Diving is an aquatic sport utilizing springboards (or diving boards) and swimming costumes to perform dives – often somersaults and twists – in order to score points. A diving competition typically has five to seven judges who score each dive out of ten for scoring purposes; FINA serves as the global governing body of aquatic sports such as swimming, synchronized swimming and water polo as a global governing body for these disciplines as well.

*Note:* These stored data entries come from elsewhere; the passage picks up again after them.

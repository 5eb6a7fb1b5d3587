use std::collections::BTreeSet;

use log::{debug, info, warn};
use types::ImxBootstrapError;

use crate::host::{Host, ToolCommand};

/// Tools every build needs, the cross-compiler aside
const BUILD_TOOLS: [&str; 5] = ["git", "make", "gcc", "wget", "sh"];

/// Tools needed to flash a device
const FLASH_TOOLS: [&str; 7] = [
    "dd",
    "sync",
    "parted",
    "mkfs.vfat",
    "mkfs.ext4",
    "lsblk",
    "udevadm",
];

const PACKAGES: [(&str, &str); 11] = [
    ("dd", "coreutils"),
    ("gcc", "gcc"),
    ("git", "git"),
    ("lsblk", "util-linux"),
    ("make", "make"),
    ("mkfs.ext4", "e2fsprogs"),
    ("mkfs.vfat", "dosfstools"),
    ("parted", "parted"),
    ("sh", "dash"),
    ("sync", "coreutils"),
    ("udevadm", "udev"),
];

/// Returns the tools needed to build, given our cross-compiler prefix
pub(crate) fn build_tools(cross_compile: &str) -> Vec<String> {
    BUILD_TOOLS
        .iter()
        .map(|t| (*t).to_owned())
        .chain(core::iter::once(format!("{cross_compile}gcc")))
        .collect()
}

pub(crate) fn flash_tools() -> Vec<String> {
    FLASH_TOOLS.iter().map(|t| (*t).to_owned()).collect()
}

/// Returns the Debian package shipping `tool`
pub(crate) fn package_for(tool: &str) -> String {
    if let Some((_, pkg)) = PACKAGES.iter().find(|(name, _)| *name == tool) {
        return (*pkg).to_owned();
    }

    // aarch64-linux-gnu-gcc is shipped by gcc-aarch64-linux-gnu
    if let Some(prefix) = tool.strip_suffix("-gcc") {
        return format!("gcc-{prefix}");
    }

    tool.to_owned()
}

/// Makes sure the programs we delegate to are installed
pub(crate) struct DependencyChecker<'a> {
    host: &'a dyn Host,
}

impl<'a> DependencyChecker<'a> {
    pub(crate) fn new(host: &'a dyn Host) -> Self {
        Self { host }
    }

    fn missing<'t>(&self, tools: &'t [String]) -> Vec<&'t str> {
        tools
            .iter()
            .map(String::as_str)
            .filter(|t| !self.host.has_tool(t))
            .collect()
    }

    /// Checks that every tool is available, offering to install the missing
    /// ones.
    pub(crate) fn ensure(&self, tools: &[String]) -> Result<(), ImxBootstrapError> {
        let missing = self.missing(tools);
        if missing.is_empty() {
            debug!("All required tools are available");
            return Ok(());
        }

        warn!("Missing tools: {}", missing.join(", "));

        let packages: BTreeSet<String> = missing.iter().map(|t| package_for(t)).collect();
        let packages: Vec<String> = packages.into_iter().collect();

        if !self.host.confirm(&format!(
            "Install {} with apt-get?",
            packages.join(" ")
        ))? {
            return Err(ImxBootstrapError::Config(format!(
                "Required tools are missing: {}",
                missing.join(", ")
            )));
        }

        let install = if self.host.is_root() {
            ToolCommand::new("apt-get")
        } else {
            ToolCommand::new("sudo").arg("apt-get")
        };

        info!("Installing {}", packages.join(" "));
        self.host
            .run(&install.args(["install", "-y"]).args(&packages))?;

        let still_missing = self.missing(tools);
        if !still_missing.is_empty() {
            return Err(ImxBootstrapError::Config(format!(
                "Required tools are still missing after installation: {}",
                still_missing.join(", ")
            )));
        }

        Ok(())
    }
}

#[cfg(test)]
mod tests {
    use test_log::test;
    use types::ImxBootstrapError;

    use super::{build_tools, flash_tools, package_for, DependencyChecker};
    use crate::host::testing::RecordingHost;

    #[test]
    fn packages() {
        assert_eq!(package_for("mkfs.vfat"), "dosfstools");
        assert_eq!(package_for("aarch64-linux-gnu-gcc"), "gcc-aarch64-linux-gnu");
        assert_eq!(package_for("wget"), "wget");
    }

    #[test]
    fn build_tools_include_cross_compiler() {
        assert!(build_tools("arm-linux-gnueabihf-")
            .contains(&String::from("arm-linux-gnueabihf-gcc")));
    }

    #[test]
    fn nothing_missing() {
        let host = RecordingHost::new();

        DependencyChecker::new(&host).ensure(&flash_tools()).unwrap();

        assert!(host.commands.borrow().is_empty());
        assert!(host.prompts.borrow().is_empty());
    }

    #[test]
    fn install_missing_tools() {
        let host = RecordingHost::new()
            .unprivileged()
            .without_tools(&["parted", "mkfs.vfat", "dd", "sync"]);

        DependencyChecker::new(&host).ensure(&flash_tools()).unwrap();

        assert_eq!(host.prompts.borrow().len(), 1);
        assert_eq!(
            host.argvs(),
            [vec![
                "sudo",
                "apt-get",
                "install",
                "-y",
                "coreutils",
                "dosfstools",
                "parted"
            ]]
        );
    }

    #[test]
    fn declined_installation() {
        let host = RecordingHost::new()
            .answering(false)
            .without_tools(&["git"]);

        let res = DependencyChecker::new(&host).ensure(&build_tools("aarch64-linux-gnu-"));

        assert!(matches!(res, Err(ImxBootstrapError::Config(_))));
        assert!(host.commands.borrow().is_empty());
    }
}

Scuba diving can help boost mental health in numerous ways. From facing fears to experiencing marine life up close and personal, scuba diving offers the perfect way to connect with Mother Nature while making you feel calmer and happier than ever.

Physically, diving provides an incredible workout for legs and core muscles. Additionally, diving helps develop flexibility, balance, and endurance if done regularly at different dive locations. Carrying heavy equipment works specific muscles while the resistance of water swimming helps strengthen both leg and core muscles simultaneously. Breathing techniques used in diving – slow controlled and regular breathing patterns – can also help achieve peace of mind by helping reduce stress levels.

When diving from a springboard, begin by crouching close to the edge and moving into position with arms by your sides and hands directed toward the water. Once comfortable with this technique, try jumping off standing position.

Diver performance is measured against various criteria, including starting position, approach and takeoff speeds; dive execution itself; as well as various categories like high diving dive and 3m springboard dives. A maximum score out of ten may be awarded to any particular dive.

Diving is a highly social sport with an established community both locally and internationally. Therefore, starting your diving course locally rather than in an unfamiliar location where there won’t be a support network is ideal in order to quickly master skills and build confidence.

Diving can generally be considered safe sport; however, there are risks involved. It’s essential that divers listen closely to their instructor and take proper care when handling diving equipment in order to stay safe underwater. Respect the underwater environment by paying attention to currents, marine life, potential hazards and depth limits when diving; staying within these boundaries could prevent injury from escalating too far below them; always listen carefully when diving at depth limits – this will ensure a pleasant diving experience! Listening closely will guarantee an enjoyable time diving!